You are an Agentic QA Engineer. Your primary failure modes are:

The Logic Mirror Anti-Pattern: Hallucinating a test by re-implementing the exact same algorithm from the source code to compute expected_result. This creates a tautology (a test that always passes but proves nothing).
Semantic Graph Bloat: Wrapping every 3-line test function in a Complexity 5 contract, polluting the GraphRAG database with thousands of useless orphan nodes. Your mandate is to prove that the @POST guarantees and @INVARIANT rules of the production code are physically unbreakable, using minimal AST footprint.

I. EXTERNAL ONTOLOGY (BOUNDARIES)

When writing code or tests that depend on 3rd-party libraries or shared schemas that DO NOT have local [DEF] anchors in our repository, you MUST use strict external prefixes. CRITICAL RULE: Do NOT hallucinate [DEF] anchors for external code.

External Libraries ([EXT:Package:Module]):
- Use for 3rd-party dependencies.
- Example: @RELATION DEPENDS_ON ->[EXT:FastAPI:Router] or [EXT:SQLAlchemy:Session]
Shared DTOs ([DTO:Name]):
- Use for globally shared schemas, Protobufs, or external registry definitions.
- Example: @RELATION DEPENDS_ON -> [DTO:StripeWebhookPayload]

II. TEST MARKUP ECONOMY (NOISE REDUCTION)

To prevent overwhelming Semantic Graph, test files operate under relaxed complexity rules:

Short IDs: Test modules MUST use concise IDs (e.g., [DEF:PaymentTests:Module]), not full file paths.
Root Binding (BINDS_TO): Do NOT map the internal call graph of a test file. Instead, anchor the entire test suite or large fixture classes to the production module using: @RELATION BINDS_TO -> [DEF:TargetModuleId].
Complexity 1 for Helpers: Small test utilities (e.g., _setup_mock, _build_payload) are C1. They require ONLY [DEF]...[/DEF] anchors. No @PURPOSE or @RELATION allowed.
Complexity 2 for Tests: Actual test functions (e.g., test_invalid_auth) are C2. They require [DEF]...[/DEF] and @PURPOSE. Do not add @PRE/@POST to individual test functions.

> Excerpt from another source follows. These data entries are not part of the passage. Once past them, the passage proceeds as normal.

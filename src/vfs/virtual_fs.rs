//! In-memory read-only images used as mount backings.
//!
//! An image is an immutable tree registered once with the host's
//! [`VirtualRegistry`]; mounts refer to it as `N:` or `N:sub/dir`.

use std::collections::BTreeMap;
use std::fmt;
use std::path::Path;
use std::sync::{Arc, RwLock};

use serde::{Deserialize, Serialize};
use tracing::debug;

/// Index of a registered image.
#[derive(Debug, Clone, Copy, PartialEq, Eq, Hash, PartialOrd, Ord, Serialize, Deserialize)]
pub struct VirtualId(pub u32);

impl fmt::Display for VirtualId {
    fn fmt(&self, f: &mut fmt::Formatter<'_>) -> fmt::Result {
        write!(f, "{}", self.0)
    }
}

/// A node of an in-memory image.
#[derive(Debug, Clone, PartialEq)]
pub enum VirtualEntry {
    File(Vec<u8>),
    Dir(BTreeMap<String, VirtualEntry>),
}

/// Serialized form: strings are files, objects are directories.
#[derive(Serialize, Deserialize)]
#[serde(untagged)]
enum EntrySpec {
    File(String),
    Dir(BTreeMap<String, EntrySpec>),
}

impl From<EntrySpec> for VirtualEntry {
    fn from(spec: EntrySpec) -> Self {
        match spec {
            EntrySpec::File(text) => VirtualEntry::File(text.into_bytes()),
            EntrySpec::Dir(children) => VirtualEntry::Dir(
                children.into_iter().map(|(k, v)| (k, v.into())).collect(),
            ),
        }
    }
}

impl VirtualEntry {
    pub fn dir() -> Self {
        VirtualEntry::Dir(BTreeMap::new())
    }

    pub fn file(data: impl Into<Vec<u8>>) -> Self {
        VirtualEntry::File(data.into())
    }

    /// Builder helper: insert `entry` at a `/`-separated `path`, creating
    /// intermediate directories.
    pub fn with(mut self, path: &str, entry: VirtualEntry) -> Self {
        let segments: Vec<&str> = path.split('/').filter(|s| !s.is_empty()).collect();
        if segments.is_empty() {
            return entry;
        }
        insert_at(&mut self, &segments, entry);
        self
    }

    /// Parse the JSON image format (`{"startup.lua": "print(1)", "lib": {...}}`).
    pub fn from_json(text: &str) -> serde_json::Result<Self> {
        let spec: EntrySpec = serde_json::from_str(text)?;
        Ok(spec.into())
    }

    /// Pack a host directory tree into an image.
    pub fn from_dir(path: &Path) -> std::io::Result<Self> {
        let meta = std::fs::metadata(path)?;
        if meta.is_file() {
            return Ok(VirtualEntry::File(std::fs::read(path)?));
        }
        let mut children = BTreeMap::new();
        for entry in std::fs::read_dir(path)? {
            let entry = entry?;
            let name = entry.file_name().to_string_lossy().into_owned();
            children.insert(name, VirtualEntry::from_dir(&entry.path())?);
        }
        Ok(VirtualEntry::Dir(children))
    }

    pub fn is_dir(&self) -> bool {
        matches!(self, VirtualEntry::Dir(_))
    }

    /// Walk child names from this node.
    pub fn lookup<S: AsRef<str>>(&self, segments: &[S]) -> Option<&VirtualEntry> {
        let mut node = self;
        for segment in segments {
            match node {
                VirtualEntry::Dir(children) => node = children.get(segment.as_ref())?,
                VirtualEntry::File(_) => return None,
            }
        }
        Some(node)
    }

    pub fn child_names(&self) -> Vec<String> {
        match self {
            VirtualEntry::Dir(children) => children.keys().cloned().collect(),
            VirtualEntry::File(_) => Vec::new(),
        }
    }

    pub fn size(&self) -> u64 {
        match self {
            VirtualEntry::File(data) => data.len() as u64,
            VirtualEntry::Dir(_) => 0,
        }
    }
}

fn insert_at(node: &mut VirtualEntry, segments: &[&str], entry: VirtualEntry) {
    if !node.is_dir() {
        *node = VirtualEntry::dir();
    }
    let VirtualEntry::Dir(children) = node else {
        return;
    };
    match segments {
        [] => {}
        [last] => {
            children.insert((*last).to_string(), entry);
        }
        [first, rest @ ..] => {
            let child = children
                .entry((*first).to_string())
                .or_insert_with(VirtualEntry::dir);
            insert_at(child, rest, entry);
        }
    }
}

/// Process-wide table of registered images.
#[derive(Debug, Default)]
pub struct VirtualRegistry {
    images: RwLock<Vec<Arc<VirtualEntry>>>,
}

impl VirtualRegistry {
    pub fn new() -> Self {
        Self::default()
    }

    pub fn register(&self, image: VirtualEntry) -> VirtualId {
        let mut images = self.images.write().unwrap_or_else(|e| e.into_inner());
        images.push(Arc::new(image));
        let id = VirtualId((images.len() - 1) as u32);
        debug!(image = %id, "registered virtual image");
        id
    }

    pub fn get(&self, id: VirtualId) -> Option<Arc<VirtualEntry>> {
        self.images
            .read()
            .unwrap_or_else(|e| e.into_inner())
            .get(id.0 as usize)
            .cloned()
    }

    pub fn lookup<S: AsRef<str>>(&self, id: VirtualId, segments: &[S]) -> Option<VirtualEntry> {
        self.get(id)?.lookup(segments).cloned()
    }

    /// Existence check without cloning the node.
    pub fn contains<S: AsRef<str>>(&self, id: VirtualId, segments: &[S]) -> bool {
        self.get(id).is_some_and(|image| image.lookup(segments).is_some())
    }

    pub fn is_dir<S: AsRef<str>>(&self, id: VirtualId, segments: &[S]) -> bool {
        self.get(id)
            .is_some_and(|image| image.lookup(segments).is_some_and(VirtualEntry::is_dir))
    }
}

#[cfg(test)]
mod tests {
    use super::*;

    #[test]
    fn builder_creates_intermediate_dirs() {
        let image = VirtualEntry::dir()
            .with("programs/hello.lua", VirtualEntry::file("print('hi')"))
            .with("startup.lua", VirtualEntry::file(""));
        assert!(image.lookup(&["programs"]).unwrap().is_dir());
        assert_eq!(
            image.lookup(&["programs", "hello.lua"]),
            Some(&VirtualEntry::file("print('hi')"))
        );
        assert_eq!(image.child_names(), vec!["programs", "startup.lua"]);
    }

    #[test]
    fn lookup_through_a_file_fails() {
        let image = VirtualEntry::dir().with("a.txt", VirtualEntry::file("x"));
        assert!(image.lookup(&["a.txt", "b"]).is_none());
        assert!(image.lookup(&["missing"]).is_none());
    }

    #[test]
    fn json_strings_are_files_and_objects_are_dirs() {
        let image = VirtualEntry::from_json(r#"{"bios.lua": "boot()", "apis": {"a.lua": ""}}"#)
            .unwrap();
        assert_eq!(image.lookup(&["bios.lua"]).unwrap().size(), 6);
        assert!(image.lookup(&["apis"]).unwrap().is_dir());
    }

    #[test]
    fn registry_hands_out_sequential_ids() {
        let registry = VirtualRegistry::new();
        let a = registry.register(VirtualEntry::dir());
        let b = registry.register(VirtualEntry::dir().with("x", VirtualEntry::file("1")));
        assert_eq!(a, VirtualId(0));
        assert_eq!(b, VirtualId(1));
        assert!(registry.contains(b, &["x"]));
        assert!(!registry.contains(a, &["x"]));
        assert!(registry.get(VirtualId(9)).is_none());
    }
}
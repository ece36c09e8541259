//! Per-file write serialization.

use std::collections::HashMap;
use std::path::{
    Path,
    PathBuf,
};
use std::sync::{
    Arc,
    Mutex,
    PoisonError,
};

use tokio::sync::{
    Mutex as AsyncMutex,
    OwnedMutexGuard,
};

/// One async lock per file path.
///
/// Waiters on the same path are served in the order they started waiting,
/// so writes to one file land in issue order. Different paths never contend.
#[derive(Debug, Default)]
pub struct WriteQueue {
    locks: Mutex<HashMap<PathBuf, Arc<AsyncMutex<()>>>>,
}

impl WriteQueue {
    #[must_use]
    pub fn new() -> Self {
        Self::default()
    }

    /// Waits for exclusive access to `path`. Access ends when the guard drops.
    pub async fn acquire(&self, path: &Path) -> OwnedMutexGuard<()> {
        let lock = {
            let mut locks = self.locks.lock().unwrap_or_else(PoisonError::into_inner);
            Arc::clone(locks.entry(path.to_path_buf()).or_default())
        };
        lock.lock_owned().await
    }

    /// Acquires several paths in sorted order.
    pub async fn acquire_all(&self, paths: &[PathBuf]) -> Vec<OwnedMutexGuard<()>> {
        let mut sorted = paths.to_vec();
        sorted.sort();
        sorted.dedup();

        let mut guards = Vec::with_capacity(sorted.len());
        for path in &sorted {
            guards.push(self.acquire(path).await);
        }
        guards
    }
}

III. TRACEABILITY & TEST CONTRACTS

In the Header of your Test Module (or inside a large Test Class), you MUST define the Test Contracts. These tags map directly to the @INVARIANT and @POST tags of the production code you are testing.

@TEST_CONTRACT: [InputType] -> [OutputType]
@TEST_SCENARIO: [scenario_name] -> [Expected behavior]
@TEST_FIXTURE: [fixture_name] -> [file:path] | INLINE_JSON
@TEST_EDGE: [edge_name] -> [Failure description] (You MUST cover at least 3 edge cases: missing_field, invalid_type, external_fail).
The Traceability Link: @TEST_INVARIANT: [Invariant_Name_From_Source] -> VERIFIED_BY: [scenario_1, edge_name_2]

IV. PYTHON TESTING STACK

Use pytest as the primary test framework. Follow these conventions:

Test files: Named test_*.py, placed in a tests/ directory mirroring the source tree.
Fixtures: Use @pytest.fixture for test setup. Prefer conftest.py for shared fixtures.
Mocking: Use unittest.mock (standard library) for mocking [EXT:...] boundaries. Use pytest-mock (mocker fixture) when available.
Parametrization: Use @pytest.mark.parametrize for table-driven tests covering edge cases.
Assertions: Use plain assert statements — pytest provides rich introspection on failures.

Example — C1 test helper:

# [DEF:_build_payload:Function]
def _build_payload(**overrides: Any) -> dict:
    base = {"name": "test", "value": 42}
    return {**base, **overrides}
# [/DEF:_build_payload:Function]

Example — C2 test function:

# [DEF:test_create_user_success:Function]
# @PURPOSE Verify that a valid payload creates a user and returns 201 with the user DTO.
def test_create_user_success(client: TestClient, db_session: Session) -> None:
    payload = {"name": "Alice", "email": "alice@example.com"}
    response = client.post("/api/users", json=payload)
    assert response.status_code == 201
    assert response.json()["name"] == "Alice"
    assert db_session.query(User).count() == 1
# [/DEF:test_create_user_success:Function]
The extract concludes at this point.